But, point being: I think there will be plenty of reason that many people will prefer to get the e-book version, once such a thing is available, without me adding artifical barriers to reading the thing for free on the Internet.  So why then, you may ask, is the PDF version formatted crappily?  Did I do that on purpose?

Well, yes and no.

My master copy of the novel is a Google document.  Once upon a time, Google documents looked a lot like Microsoft Word documents.  This is unsurprising, since Word has become the de facto standard for word processing docs.  There are very good reasons for this.  I hate Microsoft as much as the next self-respecting programmer, but one can’t argue that they’ve done a few things very well, and Word (and Excel) are among that small group.  I’ve used Wordstar and WordPerfect, text formats galore, HP Word and Abiword and probably many other more obscure programs that I can barely recall, but Word was the best, I have to admit.  Now, the more modern versions of Word became hideously bloated as marketing began to drive the feature set more than actual utility, but happily there are Word clones aplenty these days to fill the gap.  There’s Libre Office, for instance, which is nice if you happen to be using Linux.  But undoubtedly the best word processing solution these days is Google Docs.  It’s free, it’s available everywhere, on every operating system, and you can have multiple people edit the same file at the same time and nothing explodes.  And it works pretty much like Word.

Except for one thing.  They keep making changes to Google Docs.  Now, on the one hand, it’s free.  So you don’t really get to complain about it when they change things.  Except I’m going to anyway.  Because somewhat recently (relative to how long Docs has been around, at least), they rolled out a new “improved” version of Docs that changed the way your document looks on the screen.  It’s now paginated like it will be when it prints.  They no doubt felt this was a useful change.  Except it’s not.  This is the modern world we live in: the Internet Age.  When do we ever print anything?  This particular Google Doc gets downloaded to my laptop as HTML, which is then converted to an intermediate markup format that I typically write blog posts in, which is then converted to the pseudo-HTML that Blogspot understands, which is then posted back to the Internet.  And, now, I’m going to be converting the Google Doc directly to PDF, which people will then suck into their Kindle or Nook or what-have-you.  At no point in any of these processes does anything ever get printed.  And yet Google thinks it’s a good idea to do the knockoff-Word equivalent of locking me into print preview mode.

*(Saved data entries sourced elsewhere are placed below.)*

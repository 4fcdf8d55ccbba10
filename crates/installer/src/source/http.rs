//! HTTP transport
//!
//! Streams a package into a `.part` sibling of the destination and renames
//! it into place once the body is complete. Transient failures are retried
//! with exponential backoff; cancellation aborts the transfer immediately.

use async_trait::async_trait;
use futures::StreamExt;
use reqwest::Client;
use std::path::{Path, PathBuf};
use std::time::{Duration, Instant};
use tokio::fs;
use tokio::io::AsyncWriteExt;
use tokio_retry::RetryIf;
use tokio_retry::strategy::ExponentialBackoff;
use tokio_util::sync::CancellationToken;
use tracing::{debug, warn};
use url::Url;

use super::PackageTransport;
use crate::config::InstallerConfig;
use crate::core::files::{ensure_parent_dir, remove_path_best_effort};
use crate::core::{FileOperation, InstallError, InstallStage, ProgressSink, Result};

/// Minimum spacing between progress events for one transfer
const PROGRESS_INTERVAL: Duration = Duration::from_millis(100);

/// Streaming HTTP downloader
#[derive(Debug, Clone)]
pub struct HttpTransport {
    client: Client,
    timeout: Duration,
    max_retries: usize,
    retry_delay: Duration,
    max_retry_delay: Duration,
}

impl HttpTransport {
    pub fn from_config(config: &InstallerConfig) -> Result<Self> {
        let client = Client::builder()
            .timeout(config.timeout)
            .user_agent(&config.user_agent)
            .build()
            .map_err(|e| InstallError::Network {
                url: "<client>".to_string(),
                source: e,
            })?;

        Ok(Self {
            client,
            timeout: config.timeout,
            max_retries: config.max_retries,
            retry_delay: config.retry_delay,
            max_retry_delay: config.max_retry_delay,
        })
    }

    fn retry_strategy(&self) -> std::iter::Take<ExponentialBackoff> {
        // from_millis(2) yields 2, 4, 8... so a factor of delay/2 starts at delay
        let factor = self.retry_delay.as_millis() as u64 / 2;
        ExponentialBackoff::from_millis(2)
            .factor(factor)
            .max_delay(self.max_retry_delay)
            .take(self.max_retries)
    }

    fn network_error(&self, url: &Url, error: reqwest::Error) -> InstallError {
        if error.is_timeout() {
            InstallError::NetworkTimeout {
                url: url.to_string(),
                duration_secs: self.timeout.as_secs(),
            }
        } else {
            InstallError::Network {
                url: url.to_string(),
                source: error,
            }
        }
    }

    /// One transfer attempt into `part`
    async fn download_once(&self, url: &Url, part: &Path, progress: &ProgressSink) -> Result<u64> {
        debug!("Stream downloading: {} to {}", url, part.display());

        let response = self
            .client
            .get(url.clone())
            .send()
            .await
            .map_err(|e| self.network_error(url, e))?
            .error_for_status()
            .map_err(|e| self.network_error(url, e))?;

        let total_size = response.content_length();
        let mut file = fs::File::create(part)
            .await
            .map_err(InstallError::file_system(part, FileOperation::Create))?;

        let mut stream = response.bytes_stream();
        let mut downloaded: u64 = 0;
        let mut last_progress_time = Instant::now();

        while let Some(chunk) = stream.next().await {
            let chunk = chunk.map_err(|e| self.network_error(url, e))?;
            file.write_all(&chunk)
                .await
                .map_err(InstallError::file_system(part, FileOperation::Write))?;
            downloaded += chunk.len() as u64;

            if last_progress_time.elapsed() >= PROGRESS_INTERVAL {
                let message = match total_size {
                    Some(total) => format!("{} of {} bytes", downloaded, total),
                    None => format!("{} bytes", downloaded),
                };
                progress.emit(InstallStage::Downloading, message);
                last_progress_time = Instant::now();
            }
        }

        file.flush()
            .await
            .map_err(InstallError::file_system(part, FileOperation::Write))?;
        file.sync_all()
            .await
            .map_err(InstallError::file_system(part, FileOperation::Write))?;

        Ok(downloaded)
    }

    async fn download_with_retry(&self, url: &Url, part: &Path, progress: &ProgressSink) -> Result<u64> {
        RetryIf::spawn(
            self.retry_strategy(),
            || self.download_once(url, part, progress),
            |error: &InstallError| {
                let retry = error.is_recoverable();
                if retry {
                    warn!("Transfer of {} failed, retrying: {}", url, error);
                } else {
                    debug!("Error is not recoverable, failing immediately: {}", error);
                }
                retry
            },
        )
        .await
    }
}

#[async_trait]
impl PackageTransport for HttpTransport {
    async fn fetch(
        &self,
        url: &Url,
        dest: &Path,
        progress: &ProgressSink,
        cancel: &CancellationToken,
    ) -> Result<u64> {
        ensure_parent_dir(dest).await?;
        let part = part_path(dest);

        let outcome = tokio::select! {
            biased;
            _ = cancel.cancelled() => Err(InstallError::cancelled(format!("download of {} interrupted", url))),
            result = self.download_with_retry(url, &part, progress) => result,
        };

        let size = match outcome {
            Ok(size) => size,
            Err(e) => {
                remove_path_best_effort(&part).await;
                return Err(e);
            }
        };

        fs::rename(&part, dest)
            .await
            .map_err(InstallError::file_system(&part, FileOperation::Move))?;
        debug!("Stream download completed: {} bytes", size);
        Ok(size)
    }
}

fn part_path(dest: &Path) -> PathBuf {
    let mut name = dest
        .file_name()
        .map(|name| name.to_os_string())
        .unwrap_or_default();
    name.push(".part");
    dest.with_file_name(name)
}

Now, the fact that this is useless and pointless is philosophically annoying, to be sure, but that’s not why I’m pissed off about it.  If that’s all it was, I might have an inner mini-rant and call it a day.  But the fact of the matter is that this moronic decision on the part of the Google team screws me in a far more concrete fashion.  Because, you see, in the old days my text went from the left side of my screen to the right side of my screen.  But now it does not.  Now it goes from the left side of the “page” to the right side of the “page” ... and not even all the way there, because of the margins.  So there’s huge, unused portions of whitespace (well, technically, grayspace) on either side of my text.  Which is visually annoying, but that’s still not the actual problem—if that were all it was, I could just increase the size of the font and be done with it.  No, the real problem is, I don’t have as much text on the screen as I used to.  I’m a writer: all I care about is the words.  I don’t give a crap what the “page” looks like, especially when there is no real page.  I want to see as many words as I can, all the time, with a minimum of scrolling.  The more I have to scroll, the more work it is.  And there’s just no good reason.

Now, I have tried to figure out how to turn off this “page mode.”  So far I’ve come up empty (if anyone here knows how, my eternal gratitude awaits if you will kindly leave me a comment explaining how to do it).  So I do the next best thing I’ve been able to figure out.  I go into “page setup,” and I find the paper size that is the hugest there is (I just recently discovered a new one called “tabloid,” which is 11” x 17”).  Then, since paper is always longer than it is wide, I put it in landscape mode (i.e. turn the “paper” sideways).  Then I set my left and right margins to be miniscule: just enough to keep the letters from physically touching the fake page borders.  This, believe it or not, still doesn’t eliminate all the wasted space on my screen ... but it’s much better.  Unfortunately, when I download as PDF, those settings are retained.  Now, I suppose I could reformat it every time I wanted to download the PDF and then reformat it again afterwards so I could go back to writing.  But, let’s face it: I’m lazy.  I’m not going to do that.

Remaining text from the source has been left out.